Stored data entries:
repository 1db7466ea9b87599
use tokio::net::TcpListener;

#[tokio::main]
async fn main() -> Result<(), std::io::Error> {
    let port = std::env::var("PORT").unwrap_or_else(|_| "3000".to_string());
    let addr = format!("127.0.0.1:{port}");
    let listener = TcpListener::bind(&addr).await?;
    println!("listening on {addr}");
    mock_server::run(listener).await
}
//! Error types for tldr-mirror
//!
//! This module provides the error taxonomy for the library:
//! - [`StorageError`] for filesystem failures on the read path
//! - [`FetchError`] for network and HTTP failures while downloading the archive
//! - [`InstallError`] for archive corruption and filesystem failures while installing
//! - [`Error::RefreshInProgress`] for the single-refresh concurrency guard
//!
//! A missing page or a missing directory is never an error. Partial language and
//! platform coverage is normal upstream, so those cases are modeled as empty or
//! not-found results instead.

use std::path::PathBuf;
use thiserror::Error;

/// Result type alias for tldr-mirror operations
pub type Result<T> = std::result::Result<T, Error>;

/// Main error type for tldr-mirror
#[derive(Debug, Error)]
pub enum Error {
    /// Configuration error with context about which setting is invalid
    #[error("configuration error: {message}")]
    Config {
        /// Human-readable error message describing the configuration issue
        message: String,
        /// The configuration key that caused the error (e.g., "archive_url")
        key: Option<String>,
    },

    /// Reading from the active page tree failed
    #[error("storage error: {0}")]
    Storage(#[from] StorageError),

    /// Downloading the remote archive failed
    #[error("download error: {0}")]
    Fetch(#[from] FetchError),

    /// Extracting or installing the archive failed
    #[error("install error: {0}")]
    Install(#[from] InstallError),

    /// A refresh is already running; only one may be in flight at a time
    #[error("a cache refresh is already in progress")]
    RefreshInProgress,

    /// The refresh was cancelled before the new tree was installed
    #[error("refresh cancelled")]
    Cancelled,
}

/// Filesystem failures on the read path
#[derive(Debug, Error)]
pub enum StorageError {
    /// Listing a directory failed for a reason other than absence
    #[error("failed to read directory {path}: {source}")]
    ReadDir {
        /// Directory that could not be listed
        path: PathBuf,
        /// Underlying I/O error
        #[source]
        source: std::io::Error,
    },

    /// Reading a page file failed for a reason other than absence
    #[error("failed to read page {path}: {source}")]
    ReadPage {
        /// Page file that could not be read
        path: PathBuf,
        /// Underlying I/O error
        #[source]
        source: std::io::Error,
    },

    /// A language, platform or command code would escape the layer root
    #[error("invalid {kind} '{value}'")]
    InvalidComponent {
        /// Which component was rejected ("language", "platform", "command")
        kind: &'static str,
        /// The rejected value
        value: String,
    },
}

/// Network and HTTP failures while downloading the archive
#[derive(Debug, Error)]
pub enum FetchError {
    /// The HTTP client could not be constructed
    #[error("failed to create HTTP client: {0}")]
    Client(String),

    /// Connection, TLS or transfer failure
    #[error("network error fetching {url}: {reason}")]
    Network {
        /// URL that was being fetched
        url: String,
        /// Description of the failure
        reason: String,
    },

    /// The transfer exceeded the configured timeout
    #[error("timed out fetching {url} after {timeout_secs} seconds")]
    Timeout {
        /// URL that was being fetched
        url: String,
        /// Configured timeout in seconds
        timeout_secs: u64,
    },

    /// The server answered with a non-success status
    #[error("HTTP {status} fetching {url}")]
    Status {
        /// HTTP status code returned by the server
        status: u16,
        /// URL that was being fetched
        url: String,
    },

    /// Writing the temporary archive file failed
    #[error("failed to write archive to {path}: {source}")]
    Write {
        /// Temporary archive path
        path: PathBuf,
        /// Underlying I/O error
        #[source]
        source: std::io::Error,
    },

    /// Not enough free space for the announced archive size
    #[error("insufficient disk space: need {required} bytes, have {available} bytes")]
    InsufficientSpace {
        /// Number of bytes the server announced
        required: u64,
        /// Number of bytes currently available on disk
        available: u64,
    },
}

/// Archive corruption and filesystem failures while installing
#[derive(Debug, Error)]
pub enum InstallError {
    /// The archive could not be opened or one of its entries could not be read
    #[error("corrupt archive {archive}: {reason}")]
    CorruptArchive {
        /// Archive that failed to extract
        archive: PathBuf,
        /// The reason extraction failed
        reason: String,
    },

    /// The extracted tree contains no `pages.*` directory
    #[error("archive {archive} contains no page trees")]
    NoPageTrees {
        /// Archive whose layout was rejected
        archive: PathBuf,
    },

    /// A filesystem operation failed (disk full, permission denied, ...)
    #[error("failed to {operation} {path}: {source}")]
    Io {
        /// What was being done ("extract", "remove", "rename", ...)
        operation: &'static str,
        /// Path the operation targeted
        path: PathBuf,
        /// Underlying I/O error
        #[source]
        source: std::io::Error,
    },

    /// Moving a tree into place failed
    #[error("failed to move {source_path} to {dest_path}: {source}")]
    MoveFailed {
        /// Tree being moved
        source_path: PathBuf,
        /// Destination path
        dest_path: PathBuf,
        /// Underlying I/O error
        #[source]
        source: std::io::Error,
    },

    /// The refresh or blocking install task panicked or was aborted
    #[error("install task failed: {0}")]
    TaskFailed(String),
}

impl InstallError {
    pub(crate) fn io(
        operation: &'static str,
        path: impl Into<PathBuf>,
        source: std::io::Error,
    ) -> Self {
        InstallError::Io {
            operation,
            path: path.into(),
            source,
        }
    }
}

impl Error {
    /// Get the machine-readable error code
    pub fn error_code(&self) -> &'static str {
        match self {
            Error::Config { .. } => "config_error",
            Error::Storage(e) => match e {
                StorageError::ReadDir { .. } => "read_dir_failed",
                StorageError::ReadPage { .. } => "read_page_failed",
                StorageError::InvalidComponent { .. } => "invalid_component",
            },
            Error::Fetch(e) => match e {
                FetchError::Client(_) => "http_client_error",
                FetchError::Network { .. } => "network_error",
                FetchError::Timeout { .. } => "timeout",
                FetchError::Status { .. } => "http_status",
                FetchError::Write { .. } => "write_failed",
                FetchError::InsufficientSpace { .. } => "insufficient_space",
            },
            Error::Install(e) => match e {
                InstallError::CorruptArchive { .. } => "corrupt_archive",
                InstallError::NoPageTrees { .. } => "no_page_trees",
                InstallError::Io { .. } => "install_io_error",
                InstallError::MoveFailed { .. } => "move_failed",
                InstallError::TaskFailed(_) => "install_task_failed",
            },
            Error::RefreshInProgress => "refresh_in_progress",
            Error::Cancelled => "cancelled",
        }
    }

    /// Short message suitable for showing to an end user
    ///
    /// The full `Display` output is kept for logs; this collapses it into the
    /// class of problem (network, disk, corrupt archive) followed by the detail.
    pub fn user_message(&self) -> String {
        match self {
            Error::Fetch(FetchError::Write { .. } | FetchError::InsufficientSpace { .. }) => {
                format!("Disk problem: {}", self.detail())
            }
            Error::Fetch(_) => format!("Network problem: {}", self.detail()),
            Error::Install(
                InstallError::CorruptArchive { .. } | InstallError::NoPageTrees { .. },
            ) => format!("Corrupt archive: {}", self.detail()),
            Error::Install(_) | Error::Storage(_) => format!("Disk problem: {}", self.detail()),
            Error::Cancelled => "Refresh cancelled".to_string(),
            Error::RefreshInProgress | Error::Config { .. } => self.to_string(),
        }
    }

    fn detail(&self) -> String {
        match self {
            Error::Storage(e) => e.to_string(),
            Error::Fetch(e) => e.to_string(),
            Error::Install(e) => e.to_string(),
            other => other.to_string(),
        }
    }
}
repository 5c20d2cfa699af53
//! End-to-end refresh tests against a mock archive server
//!
//! Every test drives a real `SyncCoordinator` over temporary layer roots; the
//! archive is served by wiremock.

mod common;

use common::{
    TestRoots, assert_successful_sequence, realistic_archive, serve_archive, serve_response,
    terminal, tree_hash, upstream_archive, write_page,
};
use std::sync::Arc;
use std::sync::atomic::{AtomicBool, Ordering};
use std::thread::JoinHandle;
use std::time::Duration;
use tldr_mirror::{
    Error, Event, FetchError, InstallError, LayeredStore, PageLookup, RefreshHandle, StorageLayer,
};
use wiremock::ResponseTemplate;

async fn collect(mut handle: RefreshHandle) -> (Vec<Event>, tldr_mirror::Result<()>) {
    let mut events = Vec::new();
    while let Some(event) = handle.next_event().await {
        events.push(event);
    }
    let result = handle.wait().await.map(|_| ());
    (events, result)
}

/// Poll `get_page` on a plain thread until stopped, recording what was seen
fn spawn_poller(store: LayeredStore, stop: Arc<AtomicBool>) -> JoinHandle<Vec<Option<String>>> {
    std::thread::spawn(move || {
        let mut seen = Vec::new();
        while !stop.load(Ordering::SeqCst) {
            let lookup = store
                .get_page("en", "common", "tar")
                .expect("get_page must never fail during a refresh");
            seen.push(lookup.content().map(str::to_string));
        }
        seen
    })
}

#[tokio::test]
async fn refresh_installs_normalized_tree() {
    let roots = TestRoots::new();
    write_page(&roots.bundled, "en", "common", "tar", "bundled tar");
    let server = serve_archive(realistic_archive()).await;
    let sync = roots.coordinator(&server);
    assert_eq!(sync.store().resolve_active_layer(), StorageLayer::Bundled);

    let (events, result) = collect(sync.refresh().unwrap()).await;

    result.unwrap();
    assert_successful_sequence(&events);

    let store = sync.store();
    assert_eq!(store.resolve_active_layer(), StorageLayer::Cached);
    assert_eq!(
        store.get_page("en", "common", "tar").unwrap().content(),
        Some("# tar\n\n> Archiving utility.\n")
    );
    assert_eq!(
        store.get_page("de", "common", "tar").unwrap().content(),
        Some("# tar\n\n> Archivierungswerkzeug.\n")
    );

    let languages: Vec<String> = store
        .list_languages()
        .unwrap()
        .into_iter()
        .map(|l| l.code)
        .collect();
    assert_eq!(languages, vec!["de", "en", "fr"]);

    let platforms: Vec<String> = store
        .list_platforms()
        .unwrap()
        .into_iter()
        .map(|p| p.display_name)
        .collect();
    assert_eq!(platforms, vec!["Common", "Linux", "macOS"]);

    let index = store.list_commands(&["en", "fr"], &["linux", "osx"]).unwrap();
    assert_eq!(index.commands("en", "linux"), Some(&["apt".to_string()][..]));
    assert_eq!(index.commands("en", "osx"), Some(&["brew".to_string()][..]));
    assert_eq!(index.commands("fr", "linux"), Some(&["apt".to_string()][..]));
    assert_eq!(index.platforms("fr").count(), 1, "fr has no osx pages");

    let mut top_level: Vec<String> = std::fs::read_dir(&roots.cache)
        .unwrap()
        .map(|e| e.unwrap().file_name().to_string_lossy().into_owned())
        .collect();
    top_level.sort();
    assert_eq!(top_level, vec!["pages.de", "pages.en", "pages.fr"]);
    assert!(
        !roots.cache.parent().unwrap().join("tldr.zip").exists(),
        "temporary archive is removed"
    );
}

#[tokio::test]
async fn pages_takes_precedence_over_pages_en() {
    let roots = TestRoots::new();
    let server = serve_archive(upstream_archive(&[
        ("pages/common/tar.md", "from pages"),
        ("pages.en/common/tar.md", "from pages.en"),
        ("pages.en/common/zip.md", "only in pages.en"),
    ]))
    .await;
    let sync = roots.coordinator(&server);

    let (_, result) = collect(sync.refresh().unwrap()).await;
    result.unwrap();

    let store = sync.store();
    assert_eq!(
        store.get_page("en", "common", "tar").unwrap().content(),
        Some("from pages")
    );
    assert!(!store.get_page("en", "common", "zip").unwrap().is_found());
}

#[tokio::test]
async fn failed_fetch_leaves_cache_byte_identical() {
    let roots = TestRoots::new();
    write_page(&roots.cache, "en", "common", "tar", "cached tar");
    write_page(&roots.cache, "de", "linux", "ls", "cached ls");
    let before = tree_hash(&roots.cache);
    let server = serve_response(ResponseTemplate::new(503)).await;
    let sync = roots.coordinator(&server);

    let (events, result) = collect(sync.refresh().unwrap()).await;

    assert!(matches!(
        result,
        Err(Error::Fetch(FetchError::Status { status: 503, .. }))
    ));
    let (success, message) = terminal(&events);
    assert!(!success);
    assert!(message.starts_with("Network problem:"), "{message}");
    assert_eq!(tree_hash(&roots.cache), before);
}

#[tokio::test]
async fn failed_fetch_without_prior_cache_creates_nothing() {
    let roots = TestRoots::new();
    let server = serve_response(ResponseTemplate::new(404)).await;
    let sync = roots.coordinator(&server);

    let (_, result) = collect(sync.refresh().unwrap()).await;

    assert!(result.is_err());
    assert_eq!(tree_hash(&roots.cache), None);
    assert_eq!(sync.store().resolve_active_layer(), StorageLayer::Bundled);
}

#[tokio::test]
async fn failed_install_never_exposes_partial_tree() {
    let roots = TestRoots::new();
    write_page(&roots.bundled, "en", "common", "tar", "bundled tar");
    write_page(&roots.cache, "en", "common", "tar", "cached tar");
    let before = tree_hash(&roots.cache);

    // Truncation drops the central directory, so the archive cannot be opened
    let mut corrupt = realistic_archive();
    let len = corrupt.len();
    corrupt.truncate(len / 2);
    let server = serve_response(
        ResponseTemplate::new(200)
            .set_body_bytes(corrupt)
            .set_delay(Duration::from_millis(200)),
    )
    .await;
    let sync = roots.coordinator(&server);

    let stop = Arc::new(AtomicBool::new(false));
    let poller = spawn_poller(sync.store().clone(), stop.clone());

    let (events, result) = collect(sync.refresh().unwrap()).await;
    stop.store(true, Ordering::SeqCst);
    let seen = poller.join().unwrap();

    assert!(matches!(
        result,
        Err(Error::Install(InstallError::CorruptArchive { .. }))
    ));
    let (success, message) = terminal(&events);
    assert!(!success);
    assert!(message.starts_with("Corrupt archive:"), "{message}");
    assert!(!seen.is_empty());
    assert!(
        seen.iter().all(|s| s.as_deref() == Some("cached tar")),
        "reader saw something other than the old tree"
    );
    assert_eq!(tree_hash(&roots.cache), before);
}

#[tokio::test]
async fn failed_install_without_prior_cache_keeps_serving_bundled() {
    let roots = TestRoots::new();
    write_page(&roots.bundled, "en", "common", "tar", "bundled tar");
    let server = serve_response(
        ResponseTemplate::new(200)
            .set_body_bytes(b"PK\x03\x04 truncated".to_vec())
            .set_delay(Duration::from_millis(200)),
    )
    .await;
    let sync = roots.coordinator(&server);

    let stop = Arc::new(AtomicBool::new(false));
    let poller = spawn_poller(sync.store().clone(), stop.clone());

    let (_, result) = collect(sync.refresh().unwrap()).await;
    stop.store(true, Ordering::SeqCst);
    let seen = poller.join().unwrap();

    assert!(result.is_err());
    assert!(seen.iter().all(|s| s.as_deref() == Some("bundled tar")));
    assert_eq!(tree_hash(&roots.cache), None);
}

/// Whether the cache filesystem swaps trees in one step
fn atomic_exchange_available(roots: &TestRoots) -> bool {
    let parent = roots.cache.parent().unwrap();
    let (a, b) = (parent.join(".exchange-a"), parent.join(".exchange-b"));
    std::fs::create_dir_all(&a).unwrap();
    std::fs::create_dir_all(&b).unwrap();
    let available = match tldr_mirror::utils::exchange_paths(&a, &b) {
        Ok(()) => true,
        Err(e) if tldr_mirror::utils::is_exchange_unsupported(&e) => false,
        Err(e) => panic!("unexpected exchange error {e}"),
    };
    std::fs::remove_dir(&a).unwrap();
    std::fs::remove_dir(&b).unwrap();
    available
}

#[tokio::test]
async fn successful_swap_shows_old_or_new_tree_only() {
    let roots = TestRoots::new();
    write_page(&roots.bundled, "en", "common", "tar", "bundled tar");
    write_page(&roots.cache, "en", "common", "tar", "cached tar");
    let server = serve_archive(upstream_archive(&[("pages/common/tar.md", "fresh tar")])).await;
    let sync = roots.coordinator(&server);

    let stop = Arc::new(AtomicBool::new(false));
    let poller = spawn_poller(sync.store().clone(), stop.clone());

    let (_, result) = collect(sync.refresh().unwrap()).await;
    stop.store(true, Ordering::SeqCst);
    let seen = poller.join().unwrap();

    result.unwrap();
    if atomic_exchange_available(&roots) {
        assert!(seen.iter().all(|s| matches!(
            s.as_deref(),
            Some("cached tar" | "fresh tar")
        )));
    } else {
        // Two sequential renames leave the cache root briefly absent, so reads
        // may fall back to the bundled layer
        assert!(seen.iter().all(|s| matches!(
            s.as_deref(),
            Some("cached tar" | "fresh tar" | "bundled tar")
        )));
    }
    assert_eq!(
        sync.store().get_page("en", "common", "tar").unwrap().content(),
        Some("fresh tar")
    );
}

#[tokio::test]
async fn concurrent_refresh_is_rejected_without_disturbing_first() {
    let roots = TestRoots::new();
    let server = serve_response(
        ResponseTemplate::new(200)
            .set_body_bytes(realistic_archive())
            .set_delay(Duration::from_millis(300)),
    )
    .await;
    let sync = roots.coordinator(&server);

    let first = sync.refresh().unwrap();
    let second = sync.refresh();
    assert!(matches!(second, Err(Error::RefreshInProgress)));

    let (events, result) = collect(first).await;
    result.unwrap();
    assert_successful_sequence(&events);
}

#[tokio::test]
async fn active_layer_follows_disk_state() {
    let roots = TestRoots::new();
    write_page(&roots.bundled, "en", "common", "tar", "bundled tar");
    let server = serve_archive(realistic_archive()).await;
    let sync = roots.coordinator(&server);

    collect(sync.refresh().unwrap()).await.1.unwrap();
    assert_eq!(sync.store().resolve_active_layer(), StorageLayer::Cached);

    std::fs::remove_dir_all(&roots.cache).unwrap();

    assert_eq!(sync.store().resolve_active_layer(), StorageLayer::Bundled);
    let page = sync.store().get_page("en", "common", "tar").unwrap();
    assert_eq!(page.content(), Some("bundled tar"));

    let missing = sync.store().get_page("en", "common", "nope").unwrap();
    match &missing {
        PageLookup::NotFound { path, .. } => {
            assert!(path.starts_with(&roots.bundled));
            assert_eq!(
                missing.not_found_message().unwrap(),
                format!("Command 'nope' not found in path '{}'.", path.display())
            );
        }
        found => panic!("expected not found, got {found:?}"),
    }
}
//! Display names for language and platform codes

/// Maps a language code to a human-readable name
///
/// Implementations return `None` for codes they do not recognize; the store then
/// falls back to a title-cased rendering of the code.
pub trait LanguageNames: Send + Sync {
    /// Display name for `code`, e.g. "Deutsch" for "de"
    fn display_name(&self, code: &str) -> Option<String>;
}

/// Built-in autonym table covering the languages the upstream archive ships
#[derive(Clone, Copy, Debug, Default)]
pub struct AutonymTable;

const AUTONYMS: &[(&str, &str)] = &[
    ("ar", "العربية"),
    ("bg", "Български"),
    ("bn", "বাংলা"),
    ("bs", "Bosanski"),
    ("ca", "Català"),
    ("cs", "Čeština"),
    ("da", "Dansk"),
    ("de", "Deutsch"),
    ("el", "Ελληνικά"),
    ("en", "English"),
    ("es", "Español"),
    ("fa", "فارسی"),
    ("fi", "Suomi"),
    ("fr", "Français"),
    ("gl", "Galego"),
    ("he", "עברית"),
    ("hi", "हिन्दी"),
    ("hu", "Magyar"),
    ("id", "Indonesia"),
    ("it", "Italiano"),
    ("ja", "日本語"),
    ("ko", "한국어"),
    ("lo", "ລາວ"),
    ("ml", "മലയാളം"),
    ("ne", "नेपाली"),
    ("nl", "Nederlands"),
    ("no", "Norsk"),
    ("pl", "Polski"),
    ("pt", "Português"),
    ("pt_BR", "Português (Brasil)"),
    ("pt_PT", "Português (Portugal)"),
    ("ro", "Română"),
    ("ru", "Русский"),
    ("sh", "Srpskohrvatski"),
    ("sk", "Slovenčina"),
    ("sl", "Slovenščina"),
    ("sr", "Српски"),
    ("sv", "Svenska"),
    ("sw", "Kiswahili"),
    ("ta", "தமிழ்"),
    ("te", "తెలుగు"),
    ("th", "ไทย"),
    ("tl", "Tagalog"),
    ("tr", "Türkçe"),
    ("uk", "Українська"),
    ("uz", "Oʻzbek"),
    ("vi", "Tiếng Việt"),
    ("zh", "中文"),
    ("zh_TW", "中文 (台灣)"),
];

impl LanguageNames for AutonymTable {
    fn display_name(&self, code: &str) -> Option<String> {
        let lookup = |c: &str| {
            AUTONYMS
                .iter()
                .find(|(known, _)| known.eq_ignore_ascii_case(c))
                .map(|(_, name)| (*name).to_string())
        };

        lookup(code).or_else(|| {
            // "es_MX" / "es-MX" fall back to the base language
            code.split(['_', '-'])
                .next()
                .filter(|base| base.len() < code.len())
                .and_then(lookup)
        })
    }
}

const PLATFORM_NAMES: &[(&str, &str)] = &[
    ("osx", "macOS"),
    ("sunos", "SunOS"),
    ("cisco-ios", "Cisco iOS"),
    ("dos", "DOS"),
    ("freebsd", "FreeBSD"),
    ("netbsd", "NetBSD"),
    ("openbsd", "OpenBSD"),
    ("android", "Android"),
    ("windows", "Windows"),
    ("linux", "Linux"),
    ("common", "Common"),
];

/// Pretty name for a platform directory, title-casing unlisted codes
pub fn platform_display_name(code: &str) -> String {
    PLATFORM_NAMES
        .iter()
        .find(|(known, _)| *known == code)
        .map(|(_, name)| (*name).to_string())
        .unwrap_or_else(|| title_case(&code.replace('-', " ")))
}

/// Upper-case the first letter of every alphabetic run, lower-case the rest
///
/// `"pt_BR"` becomes `"Pt_Br"`, `"cisco ios"` becomes `"Cisco Ios"`.
pub fn title_case(s: &str) -> String {
    let mut out = String::with_capacity(s.len());
    let mut at_word_start = true;
    for c in s.chars() {
        if c.is_alphabetic() {
            if at_word_start {
                out.extend(c.to_uppercase());
            } else {
                out.extend(c.to_lowercase());
            }
            at_word_start = false;
        } else {
            out.push(c);
            at_word_start = true;
        }
    }
    out
}
//! Configuration types for tldr-mirror

use crate::error::{Error, Result};
use directories::ProjectDirs;
use serde::{Deserialize, Serialize};
use std::{path::PathBuf, time::Duration};

/// Upstream archive of the tldr-pages repository
pub const DEFAULT_ARCHIVE_URL: &str =
    "https://github.com/tldr-pages/tldr/archive/refs/heads/main.zip";

/// Page tree location configuration
///
/// Groups the two layer roots and the baseline language.
/// Used as a nested sub-config within [`Config`].
#[derive(Clone, Debug, Serialize, Deserialize)]
pub struct StoreConfig {
    /// Read-only snapshot shipped with the application (default: "/app/share/tldr-data")
    ///
    /// May be absent at runtime, e.g. in development builds. An absent bundled root
    /// simply yields empty listings.
    #[serde(default = "default_bundled_root")]
    pub bundled_root: PathBuf,

    /// Writable cache tree that supersedes the bundled snapshot once it exists
    /// (default: `<user cache dir>/brief/tldr-data`)
    #[serde(default = "default_cache_root")]
    pub cache_root: PathBuf,

    /// Baseline language whose platform directories define the platform list (default: "en")
    #[serde(default = "default_language")]
    pub default_language: String,
}

impl Default for StoreConfig {
    fn default() -> Self {
        Self {
            bundled_root: default_bundled_root(),
            cache_root: default_cache_root(),
            default_language: default_language(),
        }
    }
}

impl StoreConfig {
    /// Directory holding the cache root and the temporary archive
    pub fn cache_dir(&self) -> PathBuf {
        self.cache_root
            .parent()
            .map(|p| p.to_path_buf())
            .unwrap_or_else(|| PathBuf::from("."))
    }
}

/// Archive download configuration
///
/// Used as a nested sub-config within [`Config`].
#[derive(Clone, Debug, Serialize, Deserialize)]
pub struct SyncConfig {
    /// URL of the zip archive to mirror
    #[serde(default = "default_archive_url")]
    pub archive_url: String,

    /// Temporary archive path; defaults to `tldr.zip` next to the cache root
    #[serde(default)]
    pub archive_path: Option<PathBuf>,

    /// Whole-transfer timeout in seconds (default: 300)
    #[serde(default = "default_fetch_timeout", with = "duration_serde")]
    pub fetch_timeout: Duration,

    /// Connection establishment timeout in seconds (default: 30)
    #[serde(default = "default_connect_timeout", with = "duration_serde")]
    pub connect_timeout: Duration,

    /// User-Agent header sent with the archive request
    #[serde(default = "default_user_agent")]
    pub user_agent: String,

    /// Refuse to download when free space is below the announced archive size (default: true)
    #[serde(default = "default_true")]
    pub check_free_space: bool,

    /// Capacity of the broadcast channel used by [`crate::SyncCoordinator::subscribe`] (default: 256)
    #[serde(default = "default_event_capacity")]
    pub event_capacity: usize,
}

impl Default for SyncConfig {
    fn default() -> Self {
        Self {
            archive_url: default_archive_url(),
            archive_path: None,
            fetch_timeout: default_fetch_timeout(),
            connect_timeout: default_connect_timeout(),
            user_agent: default_user_agent(),
            check_free_space: true,
            event_capacity: default_event_capacity(),
        }
    }
}

/// Main configuration for tldr-mirror
///
/// - [`store`](StoreConfig): layer roots and baseline language
/// - [`sync`](SyncConfig): remote archive and download behavior
#[derive(Clone, Debug, Default, Serialize, Deserialize)]
pub struct Config {
    /// Layer roots and baseline language
    #[serde(default)]
    pub store: StoreConfig,

    /// Remote archive and download behavior
    #[serde(default)]
    pub sync: SyncConfig,
}

impl Config {
    /// Build a configuration rooted at explicit layer paths, keeping every other default
    pub fn with_roots(bundled_root: impl Into<PathBuf>, cache_root: impl Into<PathBuf>) -> Self {
        Self {
            store: StoreConfig {
                bundled_root: bundled_root.into(),
                cache_root: cache_root.into(),
                ..Default::default()
            },
            ..Default::default()
        }
    }

    /// Path the downloaded archive is streamed to
    pub fn archive_path(&self) -> PathBuf {
        self.sync
            .archive_path
            .clone()
            .unwrap_or_else(|| self.store.cache_dir().join("tldr.zip"))
    }

    /// Check the configuration for values that would make every refresh fail
    pub fn validate(&self) -> Result<()> {
        let parsed = url::Url::parse(&self.sync.archive_url).map_err(|e| Error::Config {
            message: format!("invalid archive URL '{}': {}", self.sync.archive_url, e),
            key: Some("archive_url".to_string()),
        })?;
        if !matches!(parsed.scheme(), "http" | "https") {
            return Err(Error::Config {
                message: format!("unsupported archive URL scheme '{}'", parsed.scheme()),
                key: Some("archive_url".to_string()),
            });
        }

        if self.store.default_language.trim().is_empty() {
            return Err(Error::Config {
                message: "default language must not be empty".to_string(),
                key: Some("default_language".to_string()),
            });
        }

        if self.store.cache_root.file_name().is_none() {
            return Err(Error::Config {
                message: format!(
                    "cache root '{}' must name a directory below a parent",
                    self.store.cache_root.display()
                ),
                key: Some("cache_root".to_string()),
            });
        }

        if self.store.cache_root == self.store.bundled_root {
            return Err(Error::Config {
                message: "cache root and bundled root must differ".to_string(),
                key: Some("cache_root".to_string()),
            });
        }

        Ok(())
    }
}

fn default_bundled_root() -> PathBuf {
    PathBuf::from("/app/share/tldr-data")
}

fn default_cache_root() -> PathBuf {
    ProjectDirs::from("io.github", "shonebinu", "brief")
        .map(|dirs| dirs.cache_dir().to_path_buf())
        .unwrap_or_else(|| std::env::temp_dir().join("brief"))
        .join("tldr-data")
}

fn default_language() -> String {
    "en".to_string()
}

fn default_archive_url() -> String {
    DEFAULT_ARCHIVE_URL.to_string()
}

fn default_fetch_timeout() -> Duration {
    Duration::from_secs(300)
}

fn default_connect_timeout() -> Duration {
    Duration::from_secs(30)
}

fn default_user_agent() -> String {
    concat!("tldr-mirror/", env!("CARGO_PKG_VERSION")).to_string()
}

fn default_true() -> bool {
    true
}

fn default_event_capacity() -> usize {
    256
}

// Duration serialization helper (whole seconds)
mod duration_serde {
    use serde::{Deserialize, Deserializer, Serializer};
    use std::time::Duration;

    pub fn serialize<S>(duration: &Duration, serializer: S) -> Result<S::Ok, S::Error>
    where
        S: Serializer,
    {
        serializer.serialize_u64(duration.as_secs())
    }

    pub fn deserialize<'de, D>(deserializer: D) -> Result<Duration, D::Error>
    where
        D: Deserializer<'de>,
    {
        let secs = u64::deserialize(deserializer)?;
        Ok(Duration::from_secs(secs))
    }
}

## Exercise details
Look above for lines with the word "InvalidComponent" and copy them all.

## Written answer
    InvalidComponent {
                StorageError::InvalidComponent { .. } => "invalid_component",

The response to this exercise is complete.